Not infrequently when you plant a perennial precisely where you want it, it does not thrive. But it returns anyway, the next year, somewhere else. And blooms like a lunatic. The flower or the flowering bush knows where the good soil is and finds it. Poetry, we could say, produces a lot of green these days and very little bloom. Yes, more poets than ever are published, and more Ph.D.s are granted to study it than ever before. But no one reads but other poets and would-be poets and students who are forced by their eager or jaded or militant professors. Major publishers hardly publish any. Poets don't legislate from the shadows. How many people on the street would you have to ask to name five living poets before you could find anyone who could name one?

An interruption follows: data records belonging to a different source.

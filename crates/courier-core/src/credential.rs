//! Session credential material and its persisted form.

use std::{
    collections::BTreeMap,
    time::{SystemTime, UNIX_EPOCH},
};

use serde::{Deserialize, Serialize};
use serde_json::Value;

use crate::traits::StorageError;

/// Resumable session material for one identity.
///
/// The contents are defined by the protocol client; the core never looks
/// inside `creds` or `keys`. Every persisted update replaces the whole record.
#[derive(Debug, Clone, Default, PartialEq, Serialize, Deserialize)]
pub struct Credential {
    /// Identity keys, registration ids and account metadata.
    pub creds: Value,

    /// Rotating key material grouped by category (pre-keys, sessions, ...).
    #[serde(default)]
    pub keys: BTreeMap<String, BTreeMap<String, Value>>,

    /// Whether the device link handshake has completed for this identity.
    #[serde(default)]
    pub registered: bool,
}

impl Credential {
    /// Create an unregistered credential around protocol-generated creds.
    #[must_use]
    pub fn new(creds: Value) -> Self {
        Self {
            creds,
            keys: BTreeMap::new(),
            registered: false,
        }
    }

    /// Look up a key by category and id.
    #[must_use]
    pub fn key(&self, category: &str, id: &str) -> Option<&Value> {
        self.keys.get(category)?.get(id)
    }

    /// Set or remove (`None`) a key.
    pub fn set_key(&mut self, category: impl Into<String>, id: impl Into<String>, value: Option<Value>) {
        let category: String = category.into();
        let id: String = id.into();
        match value {
            Some(value) => {
                self.keys.entry(category).or_default().insert(id, value);
            }
            None => {
                if let Some(bucket) = self.keys.get_mut(&category) {
                    bucket.remove(&id);
                    if bucket.is_empty() {
                        self.keys.remove(&category);
                    }
                }
            }
        }
    }
}

/// Persisted form of a credential.
///
/// `payload` is the canonical JSON encoding of the [`Credential`]. Object keys
/// are ordered, so encoding the same credential twice yields the same bytes.
#[derive(Debug, Clone, PartialEq, Eq, Serialize, Deserialize)]
pub struct SessionRecord {
    /// Stable identifier of the session (bot identity).
    pub session_key: String,
    /// Encoded credential.
    #[serde(with = "payload_base64")]
    pub payload: Vec<u8>,
    /// Last write (Unix epoch seconds).
    pub updated_at: i64,
}

impl SessionRecord {
    /// Encode a credential into a record stamped with the current time.
    ///
    /// # Errors
    /// Returns `StorageError::Corrupt` if the credential cannot be encoded.
    pub fn encode(session_key: &str, credential: &Credential) -> Result<Self, StorageError> {
        let payload = serde_json::to_vec(credential).map_err(|e| StorageError::Corrupt {
            key: session_key.to_string(),
            reason: e.to_string(),
        })?;

        Ok(Self {
            session_key: session_key.to_string(),
            payload,
            updated_at: now(),
        })
    }

    /// Decode the stored credential.
    ///
    /// # Errors
    /// Returns `StorageError::Corrupt` if the payload is not a valid credential.
    pub fn decode(&self) -> Result<Credential, StorageError> {
        serde_json::from_slice(&self.payload).map_err(|e| StorageError::Corrupt {
            key: self.session_key.clone(),
            reason: e.to_string(),
        })
    }
}

/// Current Unix time in seconds.
#[must_use]
pub fn now() -> i64 {
    SystemTime::now()
        .duration_since(UNIX_EPOCH)
        .map(|d| i64::try_from(d.as_secs()).unwrap_or(i64::MAX))
        .unwrap_or(0)
}

mod payload_base64 {
    use base64::{Engine as _, engine::general_purpose::STANDARD as BASE64};
    use serde::{Deserialize, Deserializer, Serializer};

    pub fn serialize<S: Serializer>(bytes: &[u8], serializer: S) -> Result<S::Ok, S::Error> {
        serializer.serialize_str(&BASE64.encode(bytes))
    }

    pub fn deserialize<'de, D: Deserializer<'de>>(deserializer: D) -> Result<Vec<u8>, D::Error> {
        let encoded = String::deserialize(deserializer)?;
        BASE64.decode(encoded).map_err(serde::de::Error::custom)
    }
}
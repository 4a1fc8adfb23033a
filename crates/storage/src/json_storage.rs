//! JSON file storage implementation.
//!
//! Stores one JSON file per entity or per unique key under a root directory.
//! Every read-modify-write runs under a single async mutex and files are
//! replaced via rename, so each [`Storage`] operation is atomic with respect
//! to other callers sharing the same `JsonStorage` instance. Separate
//! processes writing the same directory are not coordinated.

use std::path::{Path, PathBuf};
use trackflow_core::{
    Module, ModuleId, RatingStats, Time, Track, TrackFavorite, TrackId, TrackReview, UserId,
    UserModuleProgress, UserProfile, UserTrackProgress,
};
use super::{Result, Storage, StorageError};
use tokio::fs;
use tokio::sync::Mutex;
use tracing::debug;

/// File-based JSON storage backend.
pub struct JsonStorage {
    root: PathBuf,
    write_lock: Mutex<()>,
}

impl JsonStorage {
    /// Create storage, creating the top-level directories under `root`.
    pub async fn new(root: impl AsRef<Path>) -> Result<Self> {
        let root = root.as_ref().to_path_buf();

        for dir in [
            "tracks",
            "modules",
            "profiles",
            "user_tracks",
            "module_progress",
            "favorites",
            "reviews",
            "rating_stats",
        ] {
            fs::create_dir_all(root.join(dir)).await?;
        }

        debug!("Opened JSON storage at {}", root.display());
        Ok(Self {
            root,
            write_lock: Mutex::new(()),
        })
    }

    /// Root directory.
    pub fn root(&self) -> &Path {
        &self.root
    }

    fn track_path(&self, id: TrackId) -> PathBuf {
        self.root.join("tracks").join(format!("{}.json", id))
    }
    fn module_dir(&self, track_id: TrackId) -> PathBuf {
        self.root.join("modules").join(track_id.to_string())
    }
    fn module_path(&self, track_id: TrackId, id: ModuleId) -> PathBuf {
        self.module_dir(track_id).join(format!("{}.json", id))
    }
    fn profile_path(&self, user_id: &UserId) -> PathBuf {
        self.root.join("profiles").join(format!("{}.json", user_key(user_id)))
    }
    fn user_track_path(&self, user_id: &UserId, track_id: TrackId) -> PathBuf {
        self.root
            .join("user_tracks")
            .join(user_key(user_id))
            .join(format!("{}.json", track_id))
    }
    fn module_progress_dir(&self, user_id: &UserId, track_id: TrackId) -> PathBuf {
        self.root
            .join("module_progress")
            .join(user_key(user_id))
            .join(track_id.to_string())
    }
    fn module_progress_path(&self, user_id: &UserId, track_id: TrackId, module_id: ModuleId) -> PathBuf {
        self.module_progress_dir(user_id, track_id)
            .join(format!("{}.json", module_id))
    }
    fn favorite_path(&self, user_id: &UserId, track_id: TrackId) -> PathBuf {
        self.root
            .join("favorites")
            .join(user_key(user_id))
            .join(format!("{}.json", track_id))
    }
    fn review_path(&self, user_id: &UserId, track_id: TrackId) -> PathBuf {
        self.root
            .join("reviews")
            .join(track_id.to_string())
            .join(format!("{}.json", user_key(user_id)))
    }
    fn rating_stats_path(&self, track_id: TrackId) -> PathBuf {
        self.root.join("rating_stats").join(format!("{}.json", track_id))
    }
}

And when you found that person would you recognize the name or have to look it up to confirm it?
We could say that poetry no longer thrives.

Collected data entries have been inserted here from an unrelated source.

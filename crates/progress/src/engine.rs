//! The progression engine and its shared store plumbing.

use std::future::Future;
use std::sync::Arc;
use trackflow_core::{
    Identity, Module, ModuleId, ProgressView, Track, TrackId, UserId, UserModuleProgress,
    UserProfile, UserTrackProgress,
};
use trackflow_storage::Storage;
use tracing::{debug, warn};

use crate::config::EngineConfig;
use crate::error::{Result, TrackError};

/// Track progression and access-control engine.
///
/// Stateless between calls: every command reads and writes through the
/// [`Storage`] collaborator, and every store call is bounded by
/// [`EngineConfig::store_timeout`].
#[derive(Clone)]
pub struct TrackEngine {
    pub(crate) storage: Arc<dyn Storage>,
    pub(crate) config: EngineConfig,
}

impl TrackEngine {
    /// Create an engine over `storage` with default configuration.
    pub fn new(storage: Arc<dyn Storage>) -> Self {
        Self {
            storage,
            config: EngineConfig::default(),
        }
    }

    /// Replace the configuration.
    pub fn with_config(mut self, config: EngineConfig) -> Self {
        self.config = config;
        self
    }

    /// Current configuration.
    pub fn config(&self) -> &EngineConfig {
        &self.config
    }

    /// Resolve an identity from the stored profile. Users without a profile
    /// are on the free tier.
    pub async fn identity(&self, user_id: UserId) -> Result<Identity> {
        let profile = self
            .bounded("load_profile", self.storage.load_profile(&user_id))
            .await?;
        Ok(Identity {
            is_premium: profile.map(|p| p.is_premium).unwrap_or(false),
            user_id,
        })
    }

    /// Record a user's premium entitlement.
    pub async fn set_premium(&self, user_id: UserId, is_premium: bool) -> Result<()> {
        require_user(&user_id)?;
        self.bounded(
            "save_profile",
            self.storage.save_profile(&UserProfile { user_id, is_premium }),
        )
        .await
    }

    /// Check that the store answers within the timeout.
    pub async fn health_check(&self) -> Result<()> {
        self.bounded("health_check", self.storage.health_check()).await
    }

    /// Run a store call under the configured timeout.
    pub(crate) async fn bounded<T, F>(&self, op: &'static str, fut: F) -> Result<T>
    where
        F: Future<Output = trackflow_storage::Result<T>>,
    {
        match tokio::time::timeout(self.config.store_timeout, fut).await {
            Ok(result) => result.map_err(|e| {
                warn!(op, error = %e, "store call failed");
                TrackError::from(e)
            }),
            Err(_) => {
                warn!(op, timeout = ?self.config.store_timeout, "store call timed out");
                Err(TrackError::TransientStore(format!(
                    "{} timed out after {:?}",
                    op, self.config.store_timeout
                )))
            }
        }
    }

    /// Load a track visible to learners.
    pub(crate) async fn published_track(&self, track_id: TrackId) -> Result<Track> {
        match self.bounded("load_track", self.storage.load_track(track_id)).await? {
            Some(track) if track.is_published => Ok(track),
            Some(_) => {
                debug!(%track_id, "track is unpublished");
                Err(TrackError::NotFound(format!("track {}", track_id)))
            }
            None => Err(TrackError::NotFound(format!("track {}", track_id))),
        }
    }

    /// Modules of a track, ordered by `order_index`.
    pub(crate) async fn modules(&self, track_id: TrackId) -> Result<Vec<Module>> {
        self.bounded("list_modules", self.storage.list_modules(track_id)).await
    }

    /// Build the reader view of a stored progress row.
    pub(crate) async fn view_of(
        &self,
        progress: &UserTrackProgress,
        modules: &[Module],
    ) -> Result<(ProgressView, Vec<UserModuleProgress>)> {
        let completions = self
            .bounded(
                "list_module_progress",
                self.storage
                    .list_module_progress(&progress.user_id, progress.track_id),
            )
            .await?;
        let is_favorite = self
            .bounded(
                "load_favorite",
                self.storage.load_favorite(&progress.user_id, progress.track_id),
            )
            .await?;
        let view = derive_view(progress, modules, &completions, is_favorite);
        Ok((view, completions))
    }
}

/// Reject calls without a usable user id.
pub(crate) fn require_user(user_id: &UserId) -> Result<()> {
    if user_id.is_blank() {
        Err(TrackError::Unauthorized)
    } else {
        Ok(())
    }
}

/// Derive percentage and current module from completion rows.
///
/// Only completions of modules currently in the track count.
pub(crate) fn derive_view(
    progress: &UserTrackProgress,
    modules: &[Module],
    completions: &[UserModuleProgress],
    is_favorite: bool,
) -> ProgressView {
    let done = |id: ModuleId| completions.iter().any(|c| c.module_id == id && c.is_completed);
    let completed = modules.iter().filter(|m| done(m.id)).count();

    ProgressView {
        user_id: progress.user_id.clone(),
        track_id: progress.track_id,
        started_at: progress.started_at,
        completed_at: progress.completed_at,
        progress_percentage: trackflow_core::progress_percentage(completed, modules.len()),
        current_module_id: modules.iter().map(|m| m.id).find(|id| !done(*id)),
        is_favorite,
    }
}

Or we could say that despite our best horticultural efforts to keep poetry in its shaded plot, poetry is doing very well over there, behind our backs--or in our faces, disguised. But not really disguised. It's not trying to hide. We are trying not to see it.
We still have too much of the Enlightenment in the rigid structure of our brains. Remember this is the era that determined there must be only one proper way to spell a word. Everything has its proper definition and everything fits within its natural borders. If evolution has taught us anything, it is that we err when we take the measure of reality with the ruler of our individual lifespan. To a being of greater scope, a frog is a dinosaur, and a furry little scurrying paleolithic critter is as much a human being as an acorn is an oak tree.

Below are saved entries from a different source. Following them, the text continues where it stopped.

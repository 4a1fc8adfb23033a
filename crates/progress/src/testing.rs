//! Test fixtures shared by the engine's unit tests.

use std::sync::Arc;
use std::time::Duration;
use trackflow_core::{
    Level, Module, ModuleId, RatingStats, Time, Track, TrackId, TrackReview, UserId,
    UserModuleProgress, UserProfile, UserTrackProgress,
};
use trackflow_storage::{JsonStorage, Result as StoreResult, Storage, StorageError};

use crate::{EngineConfig, TrackEngine};

/// Engine over a JSON store in a temporary directory.
pub(crate) struct TestEnv {
    _dir: tempfile::TempDir,
    pub storage: Arc<JsonStorage>,
    pub engine: TrackEngine,
}

impl TestEnv {
    pub async fn new() -> Self {
        let dir = tempfile::tempdir().unwrap();
        let storage = Arc::new(JsonStorage::new(dir.path()).await.unwrap());
        let engine = TrackEngine::new(storage.clone());
        Self { _dir: dir, storage, engine }
    }
}

/// Save a published track with `n` sequential modules.
pub(crate) async fn seed_track(
    env: &TestEnv,
    title: &str,
    level: Level,
    n: u32,
    premium: bool,
) -> (Track, Vec<Module>) {
    let mut track = Track::new(title, level);
    track.is_premium = premium;
    track.total_modules = n;
    env.storage.save_track(&track).await.unwrap();

    let mut modules = Vec::new();
    for i in 0..n {
        let module = Module::new(track.id, format!("M{}", i), i);
        env.storage.save_module(&module).await.unwrap();
        modules.push(module);
    }
    (track, modules)
}

/// A store that is down: every call fails, or never answers when `stall`.
pub(crate) struct BrokenStorage {
    pub stall: bool,
}

impl BrokenStorage {
    pub fn engine(stall: bool) -> TrackEngine {
        TrackEngine::new(Arc::new(BrokenStorage { stall })).with_config(
            EngineConfig::default().with_store_timeout(Duration::from_millis(50)),
        )
    }

    async fn fail<T>(&self) -> StoreResult<T> {
        if self.stall {
            std::future::pending::<()>().await;
        }
        Err(StorageError::Database("connection refused".into()))
    }
}

#[async_trait::async_trait]
impl Storage for BrokenStorage {
    async fn save_track(&self, _track: &Track) -> StoreResult<()> {
        self.fail().await
    }

    async fn load_track(&self, _id: TrackId) -> StoreResult<Option<Track>> {
        self.fail().await
    }

    async fn list_tracks(&self) -> StoreResult<Vec<Track>> {
        self.fail().await
    }

    async fn save_module(&self, _module: &Module) -> StoreResult<()> {
        self.fail().await
    }

    async fn list_modules(&self, _track_id: TrackId) -> StoreResult<Vec<Module>> {
        self.fail().await
    }

    async fn save_profile(&self, _profile: &UserProfile) -> StoreResult<()> {
        self.fail().await
    }

    async fn load_profile(&self, _user_id: &UserId) -> StoreResult<Option<UserProfile>> {
        self.fail().await
    }

    async fn start_track(
        &self,
        _progress: &UserTrackProgress,
    ) -> StoreResult<(UserTrackProgress, bool)> {
        self.fail().await
    }

    async fn load_track_progress(
        &self,
        _user_id: &UserId,
        _track_id: TrackId,
    ) -> StoreResult<Option<UserTrackProgress>> {
        self.fail().await
    }

    async fn mark_track_completed(
        &self,
        _user_id: &UserId,
        _track_id: TrackId,
        _at: Time,
    ) -> StoreResult<Option<UserTrackProgress>> {
        self.fail().await
    }

    async fn complete_module(
        &self,
        _completion: &UserModuleProgress,
    ) -> StoreResult<(UserModuleProgress, bool)> {
        self.fail().await
    }

    async fn list_module_progress(
        &self,
        _user_id: &UserId,
        _track_id: TrackId,
    ) -> StoreResult<Vec<UserModuleProgress>> {
        self.fail().await
    }

    async fn count_completed_modules(
        &self,
        _user_id: &UserId,
        _track_id: TrackId,
        _modules: &[ModuleId],
    ) -> StoreResult<usize> {
        self.fail().await
    }

    async fn toggle_favorite(&self, _user_id: &UserId, _track_id: TrackId) -> StoreResult<bool> {
        self.fail().await
    }

    async fn load_favorite(&self, _user_id: &UserId, _track_id: TrackId) -> StoreResult<bool> {
        self.fail().await
    }

    async fn upsert_review(&self, _review: &TrackReview) -> StoreResult<TrackReview> {
        self.fail().await
    }

    async fn load_review(
        &self,
        _user_id: &UserId,
        _track_id: TrackId,
    ) -> StoreResult<Option<TrackReview>> {
        self.fail().await
    }

    async fn delete_review(&self, _user_id: &UserId, _track_id: TrackId) -> StoreResult<bool> {
        self.fail().await
    }

    async fn load_rating_stats(&self, _track_id: TrackId) -> StoreResult<RatingStats> {
        self.fail().await
    }

    async fn health_check(&self) -> StoreResult<()> {
        self.fail().await
    }
}
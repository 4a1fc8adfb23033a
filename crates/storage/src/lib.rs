//! Storage abstraction and implementations for trackflow.
//!
//! This crate provides a trait-based storage interface with a JSON file
//! reference implementation and an optional SQLite backend.

#![warn(missing_docs)]

pub mod trait_;
#[cfg(feature = "json")]
pub mod json_storage;
#[cfg(feature = "sqlite")]
pub mod sqlite_storage;

pub use trait_::{Storage, StorageError, Result};
#[cfg(feature = "json")]
pub use json_storage::JsonStorage;
#[cfg(feature = "sqlite")]
pub use sqlite_storage::SqliteStorage;
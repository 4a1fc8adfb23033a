//! Progress ledger: module completion and derived track progress.

use serde::Serialize;
use trackflow_core::{
    Identity, ModuleId, ProgressView, TrackId, UserId, UserModuleProgress, UserTrackProgress,
};
use tracing::info;

use crate::engine::{require_user, TrackEngine};
use crate::error::{Result, TrackError};

/// Result of a completion call.
#[derive(Debug, Clone, Serialize)]
pub struct TrackProgressSnapshot {
    /// Track progress after the call
    pub progress: ProgressView,
    /// Completed modules currently in the track
    pub completed_modules: usize,
    /// Modules currently in the track
    pub total_modules: usize,
    /// The stored completion for the module
    pub module_progress: UserModuleProgress,
    /// False when the module had already been completed
    pub newly_completed: bool,
}

impl TrackEngine {
    /// Mark a module completed for the caller.
    ///
    /// Repeated calls succeed without touching the original timestamp. The
    /// first call that brings every module to completed stamps the track's
    /// `completed_at`; later calls never overwrite it.
    pub async fn complete_module(
        &self,
        identity: &Identity,
        track_id: TrackId,
        module_id: ModuleId,
    ) -> Result<TrackProgressSnapshot> {
        let user_id = &identity.user_id;
        require_user(user_id)?;

        self.published_track(track_id).await?;
        let modules = self.modules(track_id).await?;
        if !modules.iter().any(|m| m.id == module_id) {
            return Err(TrackError::NotFound(format!(
                "module {} in track {}",
                module_id, track_id
            )));
        }

        // Completing a module implies the track was started.
        let (progress, _) = self
            .bounded(
                "start_track",
                self.storage
                    .start_track(&UserTrackProgress::started(user_id.clone(), track_id)),
            )
            .await?;

        let completion = UserModuleProgress::completed_now(user_id.clone(), track_id, module_id);
        let (module_progress, newly_completed) = self
            .bounded("complete_module", self.storage.complete_module(&completion))
            .await?;

        // Read after our own write: of two racing completions, the one that
        // reads last observes both.
        let (mut view, completions) = self.view_of(&progress, &modules).await?;
        let completed_modules = modules
            .iter()
            .filter(|m| completions.iter().any(|c| c.module_id == m.id && c.is_completed))
            .count();

        if completed_modules == modules.len() && progress.completed_at.is_none() {
            if let Some(stored) = self
                .bounded(
                    "mark_track_completed",
                    self.storage
                        .mark_track_completed(user_id, track_id, chrono::Utc::now()),
                )
                .await?
            {
                view.completed_at = stored.completed_at;
            }
            info!(user = %user_id, track = %track_id, "track completed");
        }

        info!(
            user = %user_id,
            track = %track_id,
            module = %module_id,
            newly_completed,
            percentage = view.progress_percentage,
            "module completion recorded"
        );

        Ok(TrackProgressSnapshot {
            progress: view,
            completed_modules,
            total_modules: modules.len(),
            module_progress,
            newly_completed,
        })
    }

    /// Current progress of `user_id` on a track, or `None` if never started.
    pub async fn track_progress(
        &self,
        user_id: &UserId,
        track_id: TrackId,
    ) -> Result<Option<ProgressView>> {
        let Some(progress) = self
            .bounded(
                "load_track_progress",
                self.storage.load_track_progress(user_id, track_id),
            )
            .await?
        else {
            return Ok(None);
        };
        let modules = self.modules(track_id).await?;
        let (view, _) = self.view_of(&progress, &modules).await?;
        Ok(Some(view))
    }

    /// Percentage for `user_id` computed from a count query.
    pub(crate) async fn percentage_for(
        &self,
        user_id: &UserId,
        track_id: TrackId,
    ) -> Result<u8> {
        let modules = self.modules(track_id).await?;
        let ids: Vec<ModuleId> = modules.iter().map(|m| m.id).collect();
        let completed = self
            .bounded(
                "count_completed_modules",
                self.storage.count_completed_modules(user_id, track_id, &ids),
            )
            .await?;
        Ok(trackflow_core::progress_percentage(completed, ids.len()))
    }
}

Enlightenment rigidity is a harmful and false way of thinking. And this is particularly so in regard to human phenomena--the stuff we, with our creative energies, think into being. A hydrogen atom is what it is. Granite too may be. Some things we don't get to understand outside of what they are. But poetry is not one of them. It exists, sure. The word in its most meaningful uses reaches out into something we did not create out of nothing. But it exists only for us, humans because it responds to something unique to us, even if it is (we hope) universal to our species. But to define it as the sum total of poems--of texts with some range of form and some access to aural figures and some set of line tropes--is to miss what matters most in poetry. Poetry is an experience created through language. And it doesn't matter where or how that experience is created. If poetry in the electronic and virtual world no longer thrives in the poem, it still thrives. (And I don't advocate giving up on the writing and reading of poems. And it wouldn't matter if I did. They will persist because they have adapted to the shade in which they grow.) Poetry thrives in song, certainly. It was always what mattered in song anyway. True, most songs are forgettable, either just bad or having their moment of sterile bloom. So are most poems. But Dylan deserved his Nobel Prize. Or if you think otherwise, that doesn't matter. There are songsters who do. And poetry shows up in novels and in film and on TV. And it's not just text. It exists in speech as well and sometimes requires it. It shows up in podcasts, and now and then on the news. Wordsworth was right that there is no essential difference between good poetry and good prose. Poetry exists wherever language creates experience through careful, deliberate, thoughtful, artistic rendering. It's not the experience of wanting to throw a brick at Donald Trump. At least I hope it's not. It is the experience of listening to Garrison Keillor tell a story.